◆ Task goal
Count the lines in the data below that include the word "usize", then state the total and nothing besides.

◆ Stored data

════════════════════

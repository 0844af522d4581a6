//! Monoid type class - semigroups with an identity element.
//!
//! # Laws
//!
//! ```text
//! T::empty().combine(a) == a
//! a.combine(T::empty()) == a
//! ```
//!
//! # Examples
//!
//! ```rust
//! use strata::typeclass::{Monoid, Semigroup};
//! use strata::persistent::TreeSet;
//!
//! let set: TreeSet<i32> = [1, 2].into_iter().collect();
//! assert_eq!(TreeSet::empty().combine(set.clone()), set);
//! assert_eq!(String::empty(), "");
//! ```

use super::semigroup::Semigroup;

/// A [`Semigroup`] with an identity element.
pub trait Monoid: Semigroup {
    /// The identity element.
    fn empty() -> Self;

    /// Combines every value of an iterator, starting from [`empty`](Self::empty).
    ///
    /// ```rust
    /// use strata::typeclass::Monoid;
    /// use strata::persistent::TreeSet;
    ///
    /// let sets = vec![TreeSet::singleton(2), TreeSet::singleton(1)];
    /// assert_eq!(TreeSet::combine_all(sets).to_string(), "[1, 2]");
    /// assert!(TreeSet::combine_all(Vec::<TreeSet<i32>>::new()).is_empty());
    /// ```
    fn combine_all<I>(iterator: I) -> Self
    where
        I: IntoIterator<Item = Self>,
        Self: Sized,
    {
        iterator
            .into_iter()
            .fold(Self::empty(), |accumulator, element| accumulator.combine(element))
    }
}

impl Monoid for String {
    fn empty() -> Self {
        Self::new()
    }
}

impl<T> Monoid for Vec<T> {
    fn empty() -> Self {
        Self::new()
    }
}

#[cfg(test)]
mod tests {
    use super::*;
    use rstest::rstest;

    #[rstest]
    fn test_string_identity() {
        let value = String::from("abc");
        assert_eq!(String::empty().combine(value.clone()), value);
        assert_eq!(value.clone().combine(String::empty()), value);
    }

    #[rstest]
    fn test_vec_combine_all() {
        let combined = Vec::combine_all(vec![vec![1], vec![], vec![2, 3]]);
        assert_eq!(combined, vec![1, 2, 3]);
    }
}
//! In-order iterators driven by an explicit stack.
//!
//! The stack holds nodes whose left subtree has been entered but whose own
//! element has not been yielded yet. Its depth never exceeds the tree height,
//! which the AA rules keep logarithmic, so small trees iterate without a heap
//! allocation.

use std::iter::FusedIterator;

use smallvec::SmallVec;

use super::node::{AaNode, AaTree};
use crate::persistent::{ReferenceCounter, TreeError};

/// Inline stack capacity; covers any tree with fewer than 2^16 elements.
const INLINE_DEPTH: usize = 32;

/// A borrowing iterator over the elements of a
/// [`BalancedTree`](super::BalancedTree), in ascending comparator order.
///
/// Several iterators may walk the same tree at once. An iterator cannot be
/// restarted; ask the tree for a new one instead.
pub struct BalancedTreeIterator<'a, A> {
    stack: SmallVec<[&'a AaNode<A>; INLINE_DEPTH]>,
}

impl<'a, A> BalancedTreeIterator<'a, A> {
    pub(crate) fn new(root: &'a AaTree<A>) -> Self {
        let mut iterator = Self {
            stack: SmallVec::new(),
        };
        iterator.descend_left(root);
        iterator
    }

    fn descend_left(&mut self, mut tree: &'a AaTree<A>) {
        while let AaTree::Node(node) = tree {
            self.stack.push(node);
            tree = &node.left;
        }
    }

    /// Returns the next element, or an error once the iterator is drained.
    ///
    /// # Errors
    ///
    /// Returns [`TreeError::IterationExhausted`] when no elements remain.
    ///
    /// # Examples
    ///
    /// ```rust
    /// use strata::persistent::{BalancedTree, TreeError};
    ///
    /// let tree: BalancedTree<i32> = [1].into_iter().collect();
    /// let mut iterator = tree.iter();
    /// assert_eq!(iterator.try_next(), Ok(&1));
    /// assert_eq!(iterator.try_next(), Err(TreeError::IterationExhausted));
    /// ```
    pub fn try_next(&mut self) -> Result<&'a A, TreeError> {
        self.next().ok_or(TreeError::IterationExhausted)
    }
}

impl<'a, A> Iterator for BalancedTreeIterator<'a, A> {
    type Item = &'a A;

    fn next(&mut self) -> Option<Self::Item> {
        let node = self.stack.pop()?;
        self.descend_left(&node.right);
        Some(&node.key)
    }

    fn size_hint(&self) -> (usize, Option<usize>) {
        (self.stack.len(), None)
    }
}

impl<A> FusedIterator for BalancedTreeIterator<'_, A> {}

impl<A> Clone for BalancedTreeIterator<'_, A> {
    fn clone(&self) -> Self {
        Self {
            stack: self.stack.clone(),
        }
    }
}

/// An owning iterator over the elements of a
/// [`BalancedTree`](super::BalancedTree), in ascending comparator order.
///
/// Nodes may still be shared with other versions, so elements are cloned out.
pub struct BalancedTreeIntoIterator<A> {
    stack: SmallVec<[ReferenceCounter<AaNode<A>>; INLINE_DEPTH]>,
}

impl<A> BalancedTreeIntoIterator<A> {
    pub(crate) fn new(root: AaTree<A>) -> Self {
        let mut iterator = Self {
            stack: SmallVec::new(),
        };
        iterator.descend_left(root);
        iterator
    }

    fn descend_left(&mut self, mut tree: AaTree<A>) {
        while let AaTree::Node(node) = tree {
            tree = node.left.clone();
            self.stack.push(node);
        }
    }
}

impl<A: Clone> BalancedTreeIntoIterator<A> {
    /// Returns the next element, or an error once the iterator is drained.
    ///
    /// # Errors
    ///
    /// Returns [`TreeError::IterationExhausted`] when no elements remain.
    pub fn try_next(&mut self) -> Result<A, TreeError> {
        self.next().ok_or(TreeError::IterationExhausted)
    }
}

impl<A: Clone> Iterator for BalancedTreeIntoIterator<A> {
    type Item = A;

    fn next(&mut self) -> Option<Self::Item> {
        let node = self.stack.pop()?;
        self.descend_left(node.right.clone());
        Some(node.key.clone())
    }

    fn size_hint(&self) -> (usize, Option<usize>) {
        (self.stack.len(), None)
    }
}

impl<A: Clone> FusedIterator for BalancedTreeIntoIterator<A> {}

════════════════════

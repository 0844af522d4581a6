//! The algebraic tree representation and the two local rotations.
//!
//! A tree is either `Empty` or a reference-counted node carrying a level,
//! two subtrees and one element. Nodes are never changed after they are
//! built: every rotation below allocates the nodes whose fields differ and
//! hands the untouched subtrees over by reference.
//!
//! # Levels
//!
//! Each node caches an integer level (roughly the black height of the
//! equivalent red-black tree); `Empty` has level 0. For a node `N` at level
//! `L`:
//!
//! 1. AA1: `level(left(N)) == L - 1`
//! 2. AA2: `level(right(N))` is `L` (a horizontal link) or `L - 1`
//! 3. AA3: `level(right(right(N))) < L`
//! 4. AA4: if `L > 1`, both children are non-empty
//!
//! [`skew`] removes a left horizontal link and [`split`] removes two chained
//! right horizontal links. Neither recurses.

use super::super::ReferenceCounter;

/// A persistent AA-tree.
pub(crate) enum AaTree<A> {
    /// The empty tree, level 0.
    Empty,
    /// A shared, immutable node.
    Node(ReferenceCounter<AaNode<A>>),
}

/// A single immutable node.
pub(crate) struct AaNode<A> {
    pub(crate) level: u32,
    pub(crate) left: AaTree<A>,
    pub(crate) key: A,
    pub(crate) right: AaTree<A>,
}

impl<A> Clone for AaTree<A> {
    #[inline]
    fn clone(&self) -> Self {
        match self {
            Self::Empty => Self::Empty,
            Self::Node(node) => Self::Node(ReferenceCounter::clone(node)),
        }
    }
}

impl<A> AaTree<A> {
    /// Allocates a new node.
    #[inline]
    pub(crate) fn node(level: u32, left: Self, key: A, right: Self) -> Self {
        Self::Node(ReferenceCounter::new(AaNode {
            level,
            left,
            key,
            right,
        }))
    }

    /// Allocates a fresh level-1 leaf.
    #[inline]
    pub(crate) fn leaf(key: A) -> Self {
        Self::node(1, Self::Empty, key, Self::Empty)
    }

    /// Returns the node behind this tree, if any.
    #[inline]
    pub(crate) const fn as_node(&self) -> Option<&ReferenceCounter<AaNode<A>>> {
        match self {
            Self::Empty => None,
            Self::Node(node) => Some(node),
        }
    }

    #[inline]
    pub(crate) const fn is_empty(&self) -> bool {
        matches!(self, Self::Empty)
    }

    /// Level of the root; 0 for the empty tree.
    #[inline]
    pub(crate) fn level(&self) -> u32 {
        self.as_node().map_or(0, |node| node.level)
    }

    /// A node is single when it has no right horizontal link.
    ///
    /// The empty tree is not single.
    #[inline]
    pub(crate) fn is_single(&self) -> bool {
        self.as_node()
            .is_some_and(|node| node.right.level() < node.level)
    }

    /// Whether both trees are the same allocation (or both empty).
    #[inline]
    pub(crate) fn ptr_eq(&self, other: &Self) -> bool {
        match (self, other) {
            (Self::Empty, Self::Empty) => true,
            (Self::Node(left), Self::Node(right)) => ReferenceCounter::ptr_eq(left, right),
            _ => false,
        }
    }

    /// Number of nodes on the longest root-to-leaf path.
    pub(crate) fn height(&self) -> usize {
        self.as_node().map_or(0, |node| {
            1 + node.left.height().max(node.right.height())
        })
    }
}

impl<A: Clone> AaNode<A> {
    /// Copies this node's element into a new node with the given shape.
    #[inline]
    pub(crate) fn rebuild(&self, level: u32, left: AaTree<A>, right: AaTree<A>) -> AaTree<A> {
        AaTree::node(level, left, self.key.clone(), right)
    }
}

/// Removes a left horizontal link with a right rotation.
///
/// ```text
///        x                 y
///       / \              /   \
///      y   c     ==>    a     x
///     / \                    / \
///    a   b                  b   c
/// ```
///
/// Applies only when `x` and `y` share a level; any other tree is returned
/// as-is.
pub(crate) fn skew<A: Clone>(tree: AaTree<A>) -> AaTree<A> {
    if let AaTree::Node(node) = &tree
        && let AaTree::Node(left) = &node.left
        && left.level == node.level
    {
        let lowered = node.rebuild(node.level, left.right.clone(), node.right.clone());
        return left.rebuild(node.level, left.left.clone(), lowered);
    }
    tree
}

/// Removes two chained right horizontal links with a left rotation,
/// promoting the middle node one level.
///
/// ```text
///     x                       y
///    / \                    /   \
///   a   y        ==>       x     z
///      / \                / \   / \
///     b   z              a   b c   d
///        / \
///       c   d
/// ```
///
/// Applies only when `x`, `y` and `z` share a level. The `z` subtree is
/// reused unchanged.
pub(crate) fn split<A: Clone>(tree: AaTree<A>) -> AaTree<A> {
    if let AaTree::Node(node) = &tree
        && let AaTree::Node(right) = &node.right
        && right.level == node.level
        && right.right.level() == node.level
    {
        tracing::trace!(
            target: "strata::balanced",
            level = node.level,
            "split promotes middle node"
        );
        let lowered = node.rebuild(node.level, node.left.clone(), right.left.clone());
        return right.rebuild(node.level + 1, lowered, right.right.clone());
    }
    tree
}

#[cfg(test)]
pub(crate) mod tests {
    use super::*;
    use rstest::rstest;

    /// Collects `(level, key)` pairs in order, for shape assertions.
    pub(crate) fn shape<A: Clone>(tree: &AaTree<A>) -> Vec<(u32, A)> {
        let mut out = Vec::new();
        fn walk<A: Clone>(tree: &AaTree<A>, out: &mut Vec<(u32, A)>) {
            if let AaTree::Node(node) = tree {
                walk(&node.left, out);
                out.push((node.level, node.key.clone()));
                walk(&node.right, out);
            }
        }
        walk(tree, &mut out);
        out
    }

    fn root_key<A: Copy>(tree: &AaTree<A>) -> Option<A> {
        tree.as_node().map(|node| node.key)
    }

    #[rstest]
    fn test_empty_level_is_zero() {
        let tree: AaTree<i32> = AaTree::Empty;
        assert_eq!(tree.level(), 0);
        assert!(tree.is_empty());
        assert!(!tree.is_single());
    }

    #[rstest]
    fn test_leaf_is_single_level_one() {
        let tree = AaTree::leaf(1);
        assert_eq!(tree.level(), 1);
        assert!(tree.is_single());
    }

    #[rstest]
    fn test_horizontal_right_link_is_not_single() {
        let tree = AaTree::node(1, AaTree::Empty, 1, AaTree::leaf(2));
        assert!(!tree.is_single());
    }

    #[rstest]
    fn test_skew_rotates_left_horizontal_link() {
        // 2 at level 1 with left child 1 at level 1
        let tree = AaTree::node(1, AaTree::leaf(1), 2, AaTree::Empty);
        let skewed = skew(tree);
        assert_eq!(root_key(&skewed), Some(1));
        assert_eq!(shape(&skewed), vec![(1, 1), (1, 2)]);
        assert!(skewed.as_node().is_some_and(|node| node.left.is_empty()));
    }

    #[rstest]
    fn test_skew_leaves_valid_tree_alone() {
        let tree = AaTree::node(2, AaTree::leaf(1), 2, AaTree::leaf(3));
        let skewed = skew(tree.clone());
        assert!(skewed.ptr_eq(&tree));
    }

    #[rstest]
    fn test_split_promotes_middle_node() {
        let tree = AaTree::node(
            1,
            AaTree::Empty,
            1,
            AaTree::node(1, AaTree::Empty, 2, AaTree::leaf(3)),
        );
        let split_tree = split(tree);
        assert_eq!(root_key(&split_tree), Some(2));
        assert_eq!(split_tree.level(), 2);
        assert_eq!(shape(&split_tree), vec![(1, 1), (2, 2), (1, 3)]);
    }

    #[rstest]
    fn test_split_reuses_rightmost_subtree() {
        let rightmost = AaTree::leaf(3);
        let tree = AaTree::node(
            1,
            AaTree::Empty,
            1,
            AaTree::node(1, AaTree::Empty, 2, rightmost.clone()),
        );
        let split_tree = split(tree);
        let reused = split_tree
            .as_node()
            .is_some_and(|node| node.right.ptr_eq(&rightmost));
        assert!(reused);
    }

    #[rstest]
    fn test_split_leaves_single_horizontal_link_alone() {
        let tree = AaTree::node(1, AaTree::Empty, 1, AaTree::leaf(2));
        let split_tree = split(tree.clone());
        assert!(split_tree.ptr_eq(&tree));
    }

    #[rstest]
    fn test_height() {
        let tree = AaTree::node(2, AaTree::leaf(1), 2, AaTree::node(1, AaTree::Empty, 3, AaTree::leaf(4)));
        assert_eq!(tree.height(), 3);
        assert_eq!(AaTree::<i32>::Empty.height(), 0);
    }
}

════════════════════

◆ Output below
4